**Activity:**
Report every line of the listing below in which the string "serde" appears.

**Data provided:**

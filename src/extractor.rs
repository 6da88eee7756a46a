// 📋 Plan Extractor - One forward pass over a catalog sheet
// Tags every plan row with the technology section it sits in and a category

use crate::cell::{parse_price, safe_numeric, PriceMode, Row};
use crate::error::RowError;
use crate::rules::CategoryTable;
use log::{debug, trace};
use serde::{Deserialize, Serialize};
use std::fmt;
use std::str::FromStr;

// ============================================================================
// COLUMN LAYOUT
// ============================================================================

/// Fixed column offsets of the catalog export (0-based).
pub mod columns {
    pub const MARKER: usize = 1;
    pub const DESCRIPTION: usize = 3;
    pub const PRICE: usize = 5;
    pub const ALFA_CODE: usize = 7;
    pub const INST_0M: usize = 9;
    pub const INST_12M: usize = 11;
    pub const INST_24M: usize = 13;
    pub const ACT_0M: usize = 15;
    pub const ACT_12M: usize = 17;
    pub const ACT_24M: usize = 19;
    pub const PENALTY: usize = 21;
}

/// Marker-column words that label headers or sections, never plans
const RESERVED_MARKERS: &[&str] = &["código", "codigo", "cobre", "gpon", "cobre/vrad"];

/// Description values that mark a sub-header row
const PLACEHOLDER_DESCRIPTIONS: &[&str] = &["planes", "descripción", "nan"];

const MAX_MARKER_LEN: usize = 6;
const MIN_CODE_LEN: usize = 3;

// ============================================================================
// TECHNOLOGY
// ============================================================================

#[derive(Debug, Clone, Copy, Default, PartialEq, Eq, Hash, PartialOrd, Ord, Serialize, Deserialize)]
#[serde(rename_all = "UPPERCASE")]
pub enum Technology {
    Cobre,
    Gpon,
    #[default]
    General,
}

impl Technology {
    pub fn as_str(&self) -> &'static str {
        match self {
            Technology::Cobre => "COBRE",
            Technology::Gpon => "GPON",
            Technology::General => "GENERAL",
        }
    }

    /// Technology announced by a marker cell, if any
    pub fn from_marker(marker: &str) -> Option<Self> {
        let upper = marker.to_uppercase();
        if upper.contains("COBRE") || upper.contains("VRAD") {
            Some(Technology::Cobre)
        } else if upper.contains("GPON") {
            Some(Technology::Gpon)
        } else {
            None
        }
    }
}

impl fmt::Display for Technology {
    fn fmt(&self, f: &mut fmt::Formatter<'_>) -> fmt::Result {
        f.pad(self.as_str())
    }
}

impl FromStr for Technology {
    type Err = String;

    fn from_str(s: &str) -> Result<Self, Self::Err> {
        match s {
            "COBRE" => Ok(Technology::Cobre),
            "GPON" => Ok(Technology::Gpon),
            "GENERAL" => Ok(Technology::General),
            other => Err(format!("unknown technology '{}'", other)),
        }
    }
}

**Solution for this exercise:**
use serde::{Deserialize, Serialize};
#[serde(rename_all = "UPPERCASE")]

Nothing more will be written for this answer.